Kedar G Sharbidre  1 Lauren F Alexander  1 Rakesh K Varma  1 Alian A Al-Balas  1 David M Sella  1 Melanie P Caserta  1 M Jennings Clingan  1 Mohd Zahid  1 Muhammad U Aziz  1 Michelle L Robbin  1
Affiliations

Hemodialysis Access: US for Preprocedural Mapping and Evaluation of Maturity and Access Dysfunction

Kedar G Sharbidre et al. Radiographics. 2024 Jan.

Abstract

Patients with kidney failure require kidney replacement therapy. While renal transplantation remains the treatment of choice for kidney failure, renal replacement therapy with hemodialysis may be required owing to the limited availability and length of time patients may wait for allografts or for patients ineligible for transplant owing to advanced age or comorbidities. The ideal hemodialysis access should provide complication-free dialysis by creating a direct connection between an artery and vein with adequate blood flow that can be reliably and easily accessed percutaneously several times a week. Surgical arteriovenous fistulas and grafts are commonly created for hemodialysis access, with newer techniques that involve the use of minimally invasive endovascular approaches. The emphasis on proactive planning for the placement, protection, and preservation of the next vascular access before the current one fails has increased the use of US for preoperative mapping and monitoring of complications for potential interventions. Preoperative US of the extremity vasculature helps assess anatomic suitability before vascular access creation, increasing the rates of successful maturation.
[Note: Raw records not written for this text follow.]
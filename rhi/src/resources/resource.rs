//! GPU memory allocations.

use std::sync::{Arc, Weak};

use parking_lot::Mutex;

use crate::backend::{GpuBackend, ResourceId};
use crate::descriptors::CpuDescriptorHandle;
use crate::device::GraphicsDevice;
use crate::error::{GraphicsError, GraphicsResult};
use crate::types::{
    ConstantBufferViewDescription, Format, HeapType, IndexBufferView, ResourceDescriptor,
    ResourceStates, VertexBufferView, ViewDescription,
};

use super::ConstantBufferView;

/// Constant buffer views must cover a multiple of this many bytes.
pub const CONSTANT_BUFFER_ALIGNMENT: u64 = 256;

/// A buffer or texture allocation.
///
/// The resource tracks the access state declared by the last recorded
/// barrier, so a barrier whose `before` state is wrong fails at record time
/// instead of corrupting GPU memory.
pub struct GraphicsResource {
    backend: Arc<dyn GpuBackend>,
    device: Weak<GraphicsDevice>,
    id: ResourceId,
    descriptor: ResourceDescriptor,
    heap_type: HeapType,
    state: Mutex<ResourceStates>,
    default_cbv: Mutex<Option<CpuDescriptorHandle>>,
}

impl GraphicsResource {
    pub(crate) fn new(
        backend: Arc<dyn GpuBackend>,
        device: Weak<GraphicsDevice>,
        id: ResourceId,
        descriptor: ResourceDescriptor,
        heap_type: HeapType,
        initial_state: ResourceStates,
    ) -> Self {
        Self {
            backend,
            device,
            id,
            descriptor,
            heap_type,
            state: Mutex::new(initial_state),
            default_cbv: Mutex::new(None),
        }
    }

    /// Get the native id.
    pub fn native_id(&self) -> ResourceId {
        self.id
    }

    /// Get the descriptor this resource was created from.
    pub fn descriptor(&self) -> &ResourceDescriptor {
        &self.descriptor
    }

    /// Get the debug label.
    pub fn label(&self) -> Option<&str> {
        self.descriptor.label.as_deref()
    }

    /// Memory heap the resource lives in.
    pub fn heap_type(&self) -> HeapType {
        self.heap_type
    }

    /// Texel format. [`Format::Unknown`] for buffers.
    pub fn format(&self) -> Format {
        self.descriptor.format
    }

    /// Width in texels, or size in bytes for buffers.
    pub fn width(&self) -> u64 {
        self.descriptor.width
    }

    /// Height in texels.
    pub fn height(&self) -> u32 {
        self.descriptor.height
    }

    /// Size of the allocation in bytes.
    pub fn size_in_bytes(&self) -> u64 {
        self.descriptor.size_in_bytes()
    }

    /// Check if this resource is a buffer.
    pub fn is_buffer(&self) -> bool {
        self.descriptor.is_buffer()
    }

    /// Access state declared by the last recorded barrier.
    pub fn current_state(&self) -> ResourceStates {
        *self.state.lock()
    }

    pub(crate) fn set_state(&self, state: ResourceStates) {
        *self.state.lock() = state;
    }

    /// The device that created this resource, if it is still alive.
    pub fn device(&self) -> Option<Arc<GraphicsDevice>> {
        self.device.upgrade()
    }

    pub(crate) fn require_device(&self) -> GraphicsResult<Arc<GraphicsDevice>> {
        self.device
            .upgrade()
            .ok_or_else(|| GraphicsError::Internal("graphics device has been dropped".into()))
    }

    pub(crate) fn backend(&self) -> &Arc<dyn GpuBackend> {
        &self.backend
    }

    /// GPU virtual address of the first byte. Buffers only.
    pub fn gpu_virtual_address(&self) -> GraphicsResult<u64> {
        self.backend.gpu_virtual_address(self.id)
    }

    /// Write bytes through the persistent mapping. Upload heap only.
    pub fn write_data(&self, offset: u64, data: &[u8]) -> GraphicsResult<()> {
        self.backend.write_resource(self.id, offset, data)
    }

    /// Write plain-old-data values through the persistent mapping.
    pub fn write_pod<T: bytemuck::Pod>(&self, offset: u64, values: &[T]) -> GraphicsResult<()> {
        self.write_data(offset, bytemuck::cast_slice(values))
    }

    /// Read bytes through the mapping. Readback heap only.
    pub fn read_data(&self, offset: u64, out: &mut [u8]) -> GraphicsResult<()> {
        self.backend.read_resource(self.id, offset, out)
    }

    /// Read the whole resource into a new vector. Readback heap only.
    pub fn read_to_vec(&self) -> GraphicsResult<Vec<u8>> {
        let mut out = vec![0; self.size_in_bytes() as usize];
        self.read_data(0, &mut out)?;
        Ok(out)
    }

    /// Read plain-old-data values from the start of the resource.
    pub fn read_pod<T: bytemuck::Pod>(&self, count: usize) -> GraphicsResult<Vec<T>> {
        let mut out = vec![T::zeroed(); count];
        self.read_data(0, bytemuck::cast_slice_mut(&mut out))?;
        Ok(out)
    }

    /// Vertex buffer binding covering the whole buffer.
    pub fn vertex_buffer_view(&self, stride: u32) -> GraphicsResult<VertexBufferView> {
        Ok(VertexBufferView {
            buffer_location: self.gpu_virtual_address()?,
            size_in_bytes: self.buffer_size_u32()?,
            stride_in_bytes: stride,
        })
    }

    /// Index buffer binding covering the whole buffer.
    pub fn index_buffer_view(&self, format: Format) -> GraphicsResult<IndexBufferView> {
        if !format.is_index() {
            return Err(GraphicsError::InvalidParameter(format!(
                "{format:?} is not an index format"
            )));
        }
        Ok(IndexBufferView {
            buffer_location: self.gpu_virtual_address()?,
            size_in_bytes: self.buffer_size_u32()?,
            format,
        })
    }

    fn buffer_size_u32(&self) -> GraphicsResult<u32> {
        u32::try_from(self.size_in_bytes()).map_err(|_| {
            GraphicsError::InvalidParameter("buffer is too large for a binding".into())
        })
    }

    /// The whole-buffer constant buffer view, created on first use.
    ///
    /// The view's slot comes from the device's CBV/SRV/UAV allocator and is
    /// subject to that allocator's wraparound.
    pub fn default_constant_buffer_view(self: &Arc<Self>) -> GraphicsResult<ConstantBufferView> {
        let mut cached = self.default_cbv.lock();
        if let Some(handle) = *cached {
            return Ok(ConstantBufferView::from_existing(
                self.clone(),
                handle,
                self.whole_buffer_cbv()?,
            ));
        }
        let view = ConstantBufferView::new(self)?;
        *cached = Some(view.cpu_handle());
        Ok(view)
    }

    pub(crate) fn whole_buffer_cbv(&self) -> GraphicsResult<ViewDescription> {
        if !self.is_buffer() {
            return Err(GraphicsError::InvalidParameter(
                "constant buffer views need a buffer".into(),
            ));
        }
        let size = align_up(self.size_in_bytes(), CONSTANT_BUFFER_ALIGNMENT);
        Ok(ViewDescription::ConstantBuffer(ConstantBufferViewDescription {
            buffer_location: self.gpu_virtual_address()?,
            size_in_bytes: u32::try_from(size).map_err(|_| {
                GraphicsError::InvalidParameter("constant buffer is too large".into())
            })?,
        }))
    }
}

impl Drop for GraphicsResource {
    fn drop(&mut self) {
        log::trace!(
            "Destroying resource {}",
            self.descriptor.label.as_deref().unwrap_or("(unnamed)")
        );
        self.backend.destroy_resource(self.id);
    }
}

impl std::fmt::Debug for GraphicsResource {
    fn fmt(&self, f: &mut std::fmt::Formatter<'_>) -> std::fmt::Result {
        f.debug_struct("GraphicsResource")
            .field("id", &self.id)
            .field("label", &self.descriptor.label)
            .field("dimension", &self.descriptor.dimension)
            .field("heap_type", &self.heap_type)
            .field("state", &self.current_state())
            .finish()
    }
}

/// Align a value up to the given alignment.
#[inline]
pub(crate) fn align_up(value: u64, alignment: u64) -> u64 {
    debug_assert!(alignment.is_power_of_two());
    (value + alignment - 1) & !(alignment - 1)
}

static_assertions::assert_impl_all!(GraphicsResource: Send, Sync);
A US mapping protocol ensures reliable measurements and clear communication of anatomic variants that may alter surgical planning. Postoperative imaging helps assess fistula maturation before cannulation for dialysis and evaluates for early and late complications associated with arteriovenous access. Clinical and US findings can suggest developing stenosis that may progress to thrombosis and loss of access function, which can be treated with percutaneous vascular interventions to preserve access patency. Vascular access steal, aneurysms and pseudoaneurysms, and fluid collections are other complications amenable to US evaluation. ©RSNA, 2023 Supplemental material is available for this article. Test Your Knowledge questions for this article are available through the Online Learning Center.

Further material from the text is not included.